== Available records ==

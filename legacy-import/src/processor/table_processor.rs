//! Turns the rows of one legacy table into insertable documents.

use bson::Document;
use chrono::{DateTime, Utc};
use legacy_import_shared::{CollectionRecord, ImportedDocument, SurrogateId};
use tracing::{debug, instrument, warn};

use super::context::TransformContext;
use super::registry::{normalize_legacy_id, IdentifierRegistry};
use crate::consumer::LegacyRow;
use crate::errors::ProcessorError;

/// A typed mapping from legacy rows to one output collection.
pub trait LegacyTable {
    /// The record written for each accepted row.
    type Record: CollectionRecord;

    /// Map one row. `None` skips the row.
    ///
    /// Transforms are pure: foreign keys are resolved through `context`
    /// and scalars are coerced, never rejected.
    fn transform(row: &LegacyRow, context: &TransformContext<'_>) -> Option<Self::Record>;
}

/// Documents produced from one legacy table, with per-row accounting.
#[derive(Debug, Default, Clone, PartialEq)]
pub struct TransformedTable {
    pub documents: Vec<Document>,
    /// Rows present in the snapshot.
    pub source_rows: usize,
    /// Rows the transform judged unusable.
    pub skipped: usize,
    /// Rows that could not be encoded.
    pub rejected: Vec<ProcessorError>,
    /// References to parent rows that were never imported.
    pub dangling: usize,
}

impl TransformedTable {
    fn with_capacity(source_rows: usize) -> Self {
        Self {
            documents: Vec::with_capacity(source_rows),
            source_rows,
            ..Self::default()
        }
    }
}

/// Transform every row of `legacy_table` with `T`.
///
/// Every non-sentinel legacy id in `rows` is registered before the first
/// transform runs: a parent row that exists in the source data stays a link
/// target even when its own transform skips it. Rows whose legacy id is a
/// sentinel get a fresh unregistered id and a null `oldId`.
#[instrument(skip(rows, registry, now), fields(rows = rows.len()))]
pub fn transform_table<T: LegacyTable>(
    legacy_table: &str,
    rows: &[LegacyRow],
    registry: &mut IdentifierRegistry,
    now: DateTime<Utc>,
) -> TransformedTable {
    let mut table = TransformedTable::with_capacity(rows.len());

    for row in rows {
        if let Some(key) = normalize_legacy_id(row.id()) {
            registry.assign_key(legacy_table, key, SurrogateId::new);
        }
    }

    for (index, row) in rows.iter().enumerate() {
        let context = TransformContext::new(registry, now);
        let Some(record) = T::transform(row, &context) else {
            table.skipped += 1;
            continue;
        };

        match encode(legacy_table, index, row, record, registry) {
            Ok(document) => {
                table.dangling += context.dangling();
                table.documents.push(document);
            }
            Err(e) => {
                warn!(error = %e, "Rejected row");
                table.rejected.push(e);
            }
        }
    }

    debug!(
        documents = table.documents.len(),
        skipped = table.skipped,
        rejected = table.rejected.len(),
        dangling = table.dangling,
        "Transformed table"
    );

    table
}

fn encode<R: CollectionRecord>(
    legacy_table: &str,
    index: usize,
    row: &LegacyRow,
    record: R,
    registry: &IdentifierRegistry,
) -> Result<Document, ProcessorError> {
    let key = normalize_legacy_id(row.id());
    let id = key
        .as_deref()
        .and_then(|key| registry.resolve_key(legacy_table, key))
        .unwrap_or_else(SurrogateId::new);

    ImportedDocument::new(id, key, record)
        .to_document()
        .map_err(|e| ProcessorError::serialization(legacy_table, index, e.to_string()))
}

/// Copy rows verbatim, without surrogate ids or `oldId`.
#[instrument(skip(rows), fields(rows = rows.len()))]
pub fn pass_through(legacy_table: &str, rows: &[LegacyRow]) -> TransformedTable {
    let mut table = TransformedTable::with_capacity(rows.len());

    for (index, row) in rows.iter().enumerate() {
        match bson::to_document(row.fields()) {
            Ok(document) => table.documents.push(document),
            Err(e) => {
                let e = ProcessorError::serialization(legacy_table, index, e.to_string());
                warn!(error = %e, "Rejected row");
                table.rejected.push(e);
            }
        }
    }

    table
}
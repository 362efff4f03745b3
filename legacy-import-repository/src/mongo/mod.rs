//! MongoDB implementation of the document store.

mod provider;

pub use provider::{MongoConnector, MongoDocumentStore};
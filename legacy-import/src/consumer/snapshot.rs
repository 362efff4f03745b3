//! Legacy snapshot model and readers.
//!
//! A snapshot is a phpMyAdmin-style JSON export: an array of descriptors,
//! of which only `{ "type": "table", "name": ..., "data": [...] }` entries
//! carry rows. Header and database descriptors are ignored.

use std::path::{Path, PathBuf};

use async_trait::async_trait;
use serde::Deserialize;
use serde_json::{Map, Value};
use tracing::{debug, info, warn};

use crate::errors::ImportError;

/// One flat row of a legacy table.
///
/// Field names are the lower-case legacy column names; values are loosely
/// typed and are coerced by the processor.
#[derive(Debug, Clone, Default, PartialEq)]
pub struct LegacyRow {
    fields: Map<String, Value>,
}

impl LegacyRow {
    pub fn new(fields: Map<String, Value>) -> Self {
        Self { fields }
    }

    /// Build a row from a JSON value. Returns `None` unless it is an object.
    pub fn from_value(value: Value) -> Option<Self> {
        match value {
            Value::Object(fields) => Some(Self { fields }),
            _ => None,
        }
    }

    /// The raw fields, in export order.
    pub fn fields(&self) -> &Map<String, Value> {
        &self.fields
    }
}

/// A named legacy table and its rows.
#[derive(Debug, Clone, PartialEq)]
pub struct TableDescriptor {
    pub name: String,
    pub rows: Vec<LegacyRow>,
}

/// The whole legacy export, immutable for the duration of a run.
#[derive(Debug, Clone, Default, PartialEq)]
pub struct LegacySnapshot {
    tables: Vec<TableDescriptor>,
}

#[derive(Debug, Deserialize)]
struct RawDescriptor {
    #[serde(rename = "type")]
    kind: Option<String>,
    name: Option<String>,
    #[serde(default)]
    data: Option<Vec<Value>>,
}

impl LegacySnapshot {
    /// Build a snapshot from tables, applying the same duplicate rule as
    /// parsing: the first non-empty table with a given name wins.
    pub fn from_tables(tables: impl IntoIterator<Item = TableDescriptor>) -> Self {
        let mut snapshot = Self::default();
        for table in tables {
            snapshot.push(table);
        }
        snapshot
    }

    /// Parse a snapshot from the text of a JSON export.
    pub fn from_json_str(json: &str) -> Result<Self, ImportError> {
        let value: Value =
            serde_json::from_str(json).map_err(|e| ImportError::snapshot_parse(e.to_string()))?;
        Self::from_value(value)
    }

    /// Parse a snapshot from an already decoded JSON export.
    pub fn from_value(value: Value) -> Result<Self, ImportError> {
        let Value::Array(entries) = value else {
            return Err(ImportError::snapshot_parse(
                "expected a JSON array of table descriptors",
            ));
        };

        let mut snapshot = Self::default();
        for (position, entry) in entries.into_iter().enumerate() {
            let descriptor: RawDescriptor = match serde_json::from_value(entry) {
                Ok(descriptor) => descriptor,
                Err(e) => {
                    warn!(position = position, error = %e, "Ignoring malformed descriptor");
                    continue;
                }
            };

            if descriptor.kind.as_deref() != Some("table") {
                continue;
            }
            let Some(name) = descriptor.name else {
                warn!(position = position, "Ignoring table descriptor without a name");
                continue;
            };

            let data = descriptor.data.unwrap_or_default();
            let total = data.len();
            let rows: Vec<LegacyRow> = data.into_iter().filter_map(LegacyRow::from_value).collect();
            if rows.len() < total {
                warn!(
                    table = %name,
                    dropped = total - rows.len(),
                    "Dropped rows that are not JSON objects"
                );
            }

            snapshot.push(TableDescriptor { name, rows });
        }

        Ok(snapshot)
    }

    fn push(&mut self, table: TableDescriptor) {
        match self.tables.iter_mut().find(|t| t.name == table.name) {
            Some(existing) if existing.rows.is_empty() && !table.rows.is_empty() => {
                debug!(table = %table.name, "Replacing empty table with later duplicate");
                *existing = table;
            }
            Some(_) => {
                debug!(table = %table.name, "Ignoring duplicate table descriptor");
            }
            None => self.tables.push(table),
        }
    }

    /// Look up a table by its exact legacy name.
    pub fn table(&self, name: &str) -> Option<&TableDescriptor> {
        self.tables.iter().find(|t| t.name == name)
    }

    /// All tables in export order.
    pub fn tables(&self) -> &[TableDescriptor] {
        &self.tables
    }

    pub fn table_names(&self) -> impl Iterator<Item = &str> {
        self.tables.iter().map(|t| t.name.as_str())
    }

    /// Total number of rows across every table.
    pub fn row_count(&self) -> usize {
        self.tables.iter().map(|t| t.rows.len()).sum()
    }
}

/// Source of the legacy snapshot for a run.
#[async_trait]
pub trait SnapshotSource: Send + Sync {
    /// Human-readable description, used in logs.
    fn describe(&self) -> String;

    /// Load the snapshot. Any error is fatal to the run.
    async fn load(&self) -> Result<LegacySnapshot, ImportError>;
}

/// Snapshot read from a JSON file on disk.
#[derive(Debug, Clone)]
pub struct SnapshotFile {
    path: PathBuf,
}

impl SnapshotFile {
    pub fn new(path: impl Into<PathBuf>) -> Self {
        Self { path: path.into() }
    }

    pub fn path(&self) -> &Path {
        &self.path
    }
}

#[async_trait]
impl SnapshotSource for SnapshotFile {
    fn describe(&self) -> String {
        self.path.display().to_string()
    }

    async fn load(&self) -> Result<LegacySnapshot, ImportError> {
        let json = tokio::fs::read_to_string(&self.path).await.map_err(|e| {
            ImportError::snapshot_read(format!("{}: {}", self.path.display(), e))
        })?;

        let snapshot = LegacySnapshot::from_json_str(&json).map_err(|e| match e {
            ImportError::SnapshotParseError(msg) => {
                ImportError::snapshot_parse(format!("{}: {}", self.path.display(), msg))
            }
            other => other,
        })?;

        info!(
            path = %self.path.display(),
            tables = snapshot.tables().len(),
            rows = snapshot.row_count(),
            "Loaded legacy snapshot"
        );

        Ok(snapshot)
    }
}

#[async_trait]
impl SnapshotSource for LegacySnapshot {
    fn describe(&self) -> String {
        format!("in-memory snapshot ({} tables)", self.tables.len())
    }

    async fn load(&self) -> Result<LegacySnapshot, ImportError> {
        Ok(self.clone())
    }
}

===

Assignment ->
In the data above, start at the line that has "for (position, entry)", stop after the line that has "let data = descriptor.data.unwrap_or_default();", and print every line in between exactly as it stands.

Result ->
        for (position, entry) in entries.into_iter().enumerate() {
            let descriptor: RawDescriptor = match serde_json::from_value(entry) {
                Ok(descriptor) => descriptor,
                Err(e) => {
                    warn!(position = position, error = %e, "Ignoring malformed descriptor");
                    continue;
                }
            };

            if descriptor.kind.as_deref() != Some("table") {
                continue;
            }
            let Some(name) = descriptor.name else {
                warn!(position = position, "Ignoring table descriptor without a name");
                continue;
            };

            let data = descriptor.data.unwrap_or_default();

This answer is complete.